In a recent statement to Chicago-based institution, the U.S. Treasury Secretary, Yellen, noted that she would utilize her presence in the IMF and World Bank events over the next few days. She would discuss the environment, vaccine distribution and foster further global economic development.
Yellen reiterated the fact that it was essential for governments across the board to institute a stable tax system that would ensure sufficient revenues for each nation to respond to issues. Further, the hope is that citizens around the world would shoulder the burden of helping the government run with more resources.
At the same time, another representative from the U.S. Treasury noted that it was essential to have leading countries be in line with the global minimum tax to bring about the right results.
At the same time, according to Reuters, the United States is expected to move forward with its respective tax plans to stop corporations from moving profits or their legal home to a tax refuge country. At the same time, they are hoping that other nations also follow the lead.
The Problem with Global Minimum Corporate Tax
The problem with the global minimum tax is that it further prevents or minimizes freedom. At the present moment, corporate and individuals have the opportunity to move the capital to where it is treated well. To be more specific, capital can move to where it does not have to go back to governments that have a solid and robust history of abusing and misallocating funds.
If governments do not have to compete on tax rates, then the capital is generated through private sector initiatives goes to the government. Further, there is no checks and balances. Governments across the board would not have any reason not to adjust taxes upward as there is no competition.
Further, it shows that there’s less freedom as corporations, individuals, and the less private sector have less capital, and more goes to the government to distribute and deploy as it sees fit. These types of proposals are concerning in a time where members of the Biden Administration like Buttigieg suggest plans like tax per mile driven that would affect all citizens. At the same time, inflation fears and reality, also known as a stealth tax on everyone, is also a continued threat as the economy heats up.
Experts are commenting on the changing dynamics of the economy as the Federal Reserve and the Treasury Department align together in more ways to create a more zombified or Japanified economy.

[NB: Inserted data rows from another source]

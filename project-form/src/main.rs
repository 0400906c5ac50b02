use dioxus::launch;
use dioxus::prelude::*;
use dioxus_logger::tracing::Level;

use project_form::ProjectForm;

fn main() {
    // Initialize logging for WASM
    wasm_logger::init(wasm_logger::Config::default());
    dioxus_logger::init(Level::INFO).ok();

    launch(App);
}

#[component]
fn App() -> Element {
    rsx! {
        ProjectForm { redirect_on_created: "/setup/select_task".to_string() }
    }
}
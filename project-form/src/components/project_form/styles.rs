pub const PROJECT_FORM_STYLES: &str = r#"
.project-form {
    display: flex;
    flex-direction: column;
    gap: 1rem;
    max-width: 40rem;
    padding: 1rem;
    color: var(--text-primary, #f8fafc);
}

.project-form-fields {
    display: flex;
    flex-direction: column;
    gap: 0.75rem;
}

.project-form-label {
    display: flex;
    flex-direction: column;
    gap: 0.25rem;
    font-size: 0.875rem;
    font-weight: 600;
}

.project-form-input {
    padding: 0.5rem 0.625rem;
    background: var(--input-bg, #1e293b);
    border: 1px solid var(--border-color, #334155);
    border-radius: 0.375rem;
    color: inherit;
    font: inherit;
    font-weight: 400;
}

.project-form-input:disabled {
    opacity: 0.6;
}

.project-form-hint {
    margin: 0;
    font-size: 0.75rem;
    color: var(--text-secondary, #94a3b8);
}

.project-form-actions {
    display: flex;
    align-items: center;
    gap: 0.75rem;
}

.project-form-submit {
    align-self: flex-start;
    padding: 0.5rem 1.25rem;
    background: var(--accent-bg, #3b82f6);
    border: none;
    border-radius: 0.375rem;
    color: #fff;
    font-weight: 600;
    cursor: pointer;
}

.project-form-submit:disabled {
    opacity: 0.5;
    cursor: not-allowed;
}

.project-form-saved {
    font-size: 0.75rem;
    color: var(--success-bg, #22c55e);
}

.project-form-error {
    padding: 0.75rem;
    border: 1px solid var(--danger-bg, #ef4444);
    border-radius: 0.375rem;
    background: color-mix(in srgb, var(--danger-bg, #ef4444) 12%, transparent);
}

.project-form-error pre {
    margin: 0.25rem 0 0 0;
    white-space: pre-wrap;
    font-family: inherit;
}

.project-form-toggle {
    margin: 0;
    font-size: 0.8rem;
    color: var(--text-secondary, #94a3b8);
}

.project-form-link {
    padding: 0;
    background: none;
    border: none;
    color: var(--accent-bg, #3b82f6);
    text-decoration: underline;
    cursor: pointer;
    font: inherit;
}

.project-form-created h3 {
    margin: 0 0 0.5rem 0;
}

.project-form-id {
    font-family: monospace;
    font-size: 0.75rem;
    color: var(--text-secondary, #94a3b8);
}
"#;
//! Shared types between frontend and backend
//!
//! These types describe the project endpoints:
//! - `POST /api/project` and `PATCH /api/project/{id}` take a [`ProjectRequest`]
//! - `POST /api/import_project` takes an [`ImportProjectQuery`]
//! - all three answer with a [`Project`]
//!
//! Serializable with serde for JSON over HTTP

use chrono::{DateTime, Utc};
use serde::{Deserialize, Serialize};
use ts_rs::TS;

// ============================================================================
// Project
// ============================================================================

/// Current schema version for projects
pub const PROJECT_SCHEMA_VERSION: u32 = 1;

/// Maximum length of a project name
pub const PROJECT_NAME_MAX_LEN: usize = 120;

/// Project - the persisted entity
#[derive(Debug, Clone, Serialize, Deserialize, PartialEq, Eq, TS)]
#[ts(export, export_to = "../../project-form/bindings/generated.ts")]
pub struct Project {
    /// Assigned by the server on creation
    #[serde(default, skip_serializing_if = "Option::is_none")]
    #[ts(optional)]
    pub id: Option<String>,

    /// Schema version
    #[serde(default = "default_schema_version")]
    pub v: u32,

    pub name: String,

    #[serde(default, skip_serializing_if = "Option::is_none")]
    #[ts(optional)]
    pub description: Option<String>,

    /// Server-populated, read-only
    #[serde(default, skip_serializing_if = "Option::is_none")]
    #[ts(optional)]
    pub created_at: Option<DateTime<Utc>>,

    /// Server-populated, read-only
    #[serde(default, skip_serializing_if = "Option::is_none")]
    #[ts(optional)]
    pub created_by: Option<String>,
}

fn default_schema_version() -> u32 {
    PROJECT_SCHEMA_VERSION
}

impl Project {
    /// Empty template used to seed a new-project form
    pub fn template() -> Self {
        Self {
            id: None,
            v: PROJECT_SCHEMA_VERSION,
            name: String::new(),
            description: Some(String::new()),
            created_at: None,
            created_by: None,
        }
    }

    /// True when the project has been persisted (has a non-empty id)
    pub fn has_identity(&self) -> bool {
        self.id.as_deref().is_some_and(|id| !id.is_empty())
    }

    pub fn identity(&self) -> Option<&str> {
        self.id.as_deref().filter(|id| !id.is_empty())
    }
}

impl Default for Project {
    fn default() -> Self {
        Self::template()
    }
}

// ============================================================================
// Requests
// ============================================================================

/// Body of a create (`POST`) or partial update (`PATCH`) request.
///
/// Only the user-editable fields; the server owns `id`, `v` and metadata.
#[derive(Debug, Clone, Serialize, Deserialize, PartialEq, Eq, TS)]
#[ts(export, export_to = "../../project-form/bindings/generated.ts")]
pub struct ProjectRequest {
    pub name: String,
    #[serde(default, skip_serializing_if = "Option::is_none")]
    #[ts(optional)]
    pub description: Option<String>,
}

impl From<&Project> for ProjectRequest {
    fn from(project: &Project) -> Self {
        Self {
            name: project.name.clone(),
            description: project.description.clone(),
        }
    }
}

/// Query string of `POST /api/import_project`
#[derive(Debug, Clone, Serialize, Deserialize, PartialEq, Eq, TS)]
#[ts(export, export_to = "../../project-form/bindings/generated.ts")]
pub struct ImportProjectQuery {
    pub project_path: String,
}

impl ImportProjectQuery {
    /// Unencoded `key=value` pairs for the request URL
    pub fn query_pairs(&self) -> [(&'static str, &str); 1] {
        [("project_path", self.project_path.as_str())]
    }
}

// ============================================================================
// Tests
// ============================================================================

#[cfg(test)]
mod tests {
    use super::*;
    use ts_rs::Config;

    #[test]
    fn test_template_is_new_and_empty() {
        let project = Project::template();
        assert!(!project.has_identity());
        assert_eq!(project.v, 1);
        assert_eq!(project.name, "");
        assert_eq!(project.description.as_deref(), Some(""));
    }

    #[test]
    fn test_empty_id_is_not_an_identity() {
        let project = Project {
            id: Some(String::new()),
            ..Project::template()
        };
        assert!(!project.has_identity());
        assert_eq!(project.identity(), None);
    }

    #[test]
    fn test_request_omits_missing_description() {
        let project = Project {
            name: "Foo".to_string(),
            description: None,
            ..Project::template()
        };
        let json = serde_json::to_value(ProjectRequest::from(&project)).unwrap();
        assert_eq!(json, serde_json::json!({ "name": "Foo" }));
    }

    #[test]
    fn test_request_drops_server_owned_fields() {
        let project = Project {
            id: Some("p1".to_string()),
            v: 1,
            name: "Bar".to_string(),
            description: Some("desc".to_string()),
            created_at: Some(Utc::now()),
            created_by: Some("someone".to_string()),
        };
        let json = serde_json::to_value(ProjectRequest::from(&project)).unwrap();
        assert_eq!(
            json,
            serde_json::json!({ "name": "Bar", "description": "desc" })
        );
    }

    #[test]
    fn test_project_deserializes_server_payload() {
        let project: Project = serde_json::from_value(serde_json::json!({
            "id": "123456789012",
            "v": 1,
            "name": "Imported",
            "created_at": "2026-02-20T14:32:10Z",
            "created_by": "user",
            "model_type": "project"
        }))
        .unwrap();
        assert_eq!(project.identity(), Some("123456789012"));
        assert_eq!(project.description, None);
        assert!(project.created_at.is_some());
    }

    #[test]
    fn test_missing_version_defaults() {
        let project: Project = serde_json::from_value(serde_json::json!({ "name": "x" })).unwrap();
        assert_eq!(project.v, PROJECT_SCHEMA_VERSION);
    }

    #[test]
    fn test_import_query_pairs_match_serialized_fields() {
        let query = ImportProjectQuery {
            project_path: "/data/my project.kiln".to_string(),
        };
        let json = serde_json::to_value(&query).unwrap();
        let pairs = query.query_pairs();
        assert_eq!(pairs.len(), 1);
        let (key, value) = pairs[0];
        assert_eq!(json[key], value);
    }

    #[test]
    fn export_types() {
        let config = Config::default();
        Project::export(&config).unwrap();
        ProjectRequest::export(&config).unwrap();
        ImportProjectQuery::export(&config).unwrap();
    }
}
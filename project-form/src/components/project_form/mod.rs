pub mod logic;
pub mod machine;
pub mod styles;
pub mod types;
pub mod view;

pub use machine::{import_project, save_project, FormStore, ProjectFormState, SubmitOutcome};
pub use types::{FormConfig, SubmissionPhase, SubmitKind};
pub use view::ProjectForm;
//! Project form data types

use shared_types::Project;

/// Which backend operation a submission performs
#[derive(Debug, Clone, Copy, PartialEq, Eq)]
pub enum SubmitKind {
    /// `POST /api/project`
    Create,
    /// `PATCH /api/project/{id}`
    Update,
    /// `POST /api/import_project`
    Import,
}

impl SubmitKind {
    /// Create and import both produce a new project
    pub fn creates_project(self) -> bool {
        matches!(self, Self::Create | Self::Import)
    }

    pub fn verb(self) -> &'static str {
        match self {
            Self::Create => "create",
            Self::Update => "update",
            Self::Import => "import",
        }
    }
}

/// Observable phase of the submission state machine
#[derive(Debug, Clone, PartialEq, Eq)]
pub enum SubmissionPhase {
    Idle,
    Submitting,
    Succeeded,
    Failed,
}

/// Inbound configuration for the form
#[derive(Debug, Clone, PartialEq, Default)]
pub struct FormConfig {
    /// Start in the "created" UI mode
    pub created: bool,
    /// Path prefix to navigate to after a create or import
    pub redirect_on_created: Option<String>,
    /// Seed project; the empty template when absent
    pub project_initial: Option<Project>,
    /// Start in import mode (from `?import=true`)
    pub importing: bool,
}
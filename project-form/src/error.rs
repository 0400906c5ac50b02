//! Error taxonomy for project submissions
//!
//! Raw request failures ([`RequestFailure`]) come out of the HTTP layer and are
//! normalized into a single displayable [`FormError`] before they reach state.

use serde_json::Value;
use thiserror::Error;

/// Failure of a single HTTP request, before normalization
#[derive(Debug, Clone, PartialEq, Eq, Error)]
pub enum RequestFailure {
    /// The request never completed (DNS, connection refused, CORS, ...)
    #[error("Request failed: {0}")]
    Network(String),

    /// The server answered with a non-2xx status
    #[error("HTTP error: {status}")]
    Status { status: u16, body: String },

    /// The server answered 2xx but the body could not be decoded
    #[error("Failed to parse JSON: {0}")]
    Decode(String),
}

#[derive(Debug, Clone, Copy, PartialEq, Eq)]
pub enum ErrorKind {
    Validation,
    Api,
    Network,
}

/// Normalized, displayable error stored in form state
#[derive(Debug, Clone, PartialEq, Eq, Error)]
pub enum FormError {
    /// Raised locally before any network call
    #[error("{message}")]
    Validation { message: String },

    /// The server responded with an error payload
    #[error("{message}")]
    Api { status: u16, message: String },

    /// The request did not complete
    #[error("{message}")]
    Network { message: String },
}

impl FormError {
    pub fn validation(message: impl Into<String>) -> Self {
        Self::Validation {
            message: message.into(),
        }
    }

    pub fn kind(&self) -> ErrorKind {
        match self {
            Self::Validation { .. } => ErrorKind::Validation,
            Self::Api { .. } => ErrorKind::Api,
            Self::Network { .. } => ErrorKind::Network,
        }
    }

    pub fn message(&self) -> &str {
        match self {
            Self::Validation { message }
            | Self::Api { message, .. }
            | Self::Network { message } => message,
        }
    }

    /// Short heading shown above the message
    pub fn title(&self) -> &'static str {
        match self.kind() {
            ErrorKind::Validation => "Invalid input",
            ErrorKind::Api => "The server rejected the request",
            ErrorKind::Network => "Could not reach the server",
        }
    }

    pub fn from_request_failure(failure: RequestFailure) -> Self {
        match failure {
            RequestFailure::Network(message) => Self::Network { message },
            RequestFailure::Status { status, body } => Self::Api {
                status,
                message: describe_error_body(status, &body),
            },
            RequestFailure::Decode(message) => Self::Api {
                status: 200,
                message: format!("Unexpected response from server: {message}"),
            },
        }
    }
}

impl From<RequestFailure> for FormError {
    fn from(failure: RequestFailure) -> Self {
        Self::from_request_failure(failure)
    }
}

/// Pull a human readable message out of an error response body.
///
/// Looks at `detail` (string, or a list of `{loc, msg}` validation entries),
/// then `message`, then `error`; falls back to the raw body.
pub fn describe_error_body(status: u16, body: &str) -> String {
    let trimmed = body.trim();
    if trimmed.is_empty() {
        return format!("HTTP error: {status}");
    }

    if let Ok(json) = serde_json::from_str::<Value>(trimmed) {
        match json.get("detail") {
            Some(Value::String(detail)) if !detail.trim().is_empty() => {
                return detail.clone();
            }
            Some(Value::Array(entries)) => {
                let lines: Vec<String> = entries.iter().filter_map(validation_entry_line).collect();
                if !lines.is_empty() {
                    return lines.join("\n");
                }
            }
            _ => {}
        }
        for key in ["message", "error"] {
            if let Some(text) = json.get(key).and_then(|v| v.as_str()) {
                return text.to_string();
            }
        }
    }

    trimmed.to_string()
}

fn validation_entry_line(entry: &Value) -> Option<String> {
    let msg = entry.get("msg").and_then(|v| v.as_str())?;
    let loc = entry
        .get("loc")
        .and_then(|v| v.as_array())
        .map(|parts| {
            parts
                .iter()
                .filter(|p| p.as_str() != Some("body"))
                .map(|p| match p {
                    Value::String(s) => s.clone(),
                    other => other.to_string(),
                })
                .collect::<Vec<_>>()
                .join(".")
        })
        .unwrap_or_default();

    if loc.is_empty() {
        Some(msg.to_string())
    } else {
        Some(format!("{loc}: {msg}"))
    }
}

Saylor, the CEO of Microstrategy, commented on the increase in money supply and the effects it has on the corporate hurdle rate. At the same time, he noted how inflation is rising is areas that people desire. For instance, while CPI, the general inflation index seems to tick marginally upward, the actual cost of education, healthcare, transportation via oil prices, and other aspects like housing have gotten out of hand.
While cooler heads note that the United States may not have hyperinflation, it is interesting to note that all asset classes are at significantly elevated levels. That does not bode well for future returns in any of these asset classes. Asset prices can only go up to a certain extent, as their value derives from their future cash flows over the long-term and what someone else is willing to pay for it in the short-term.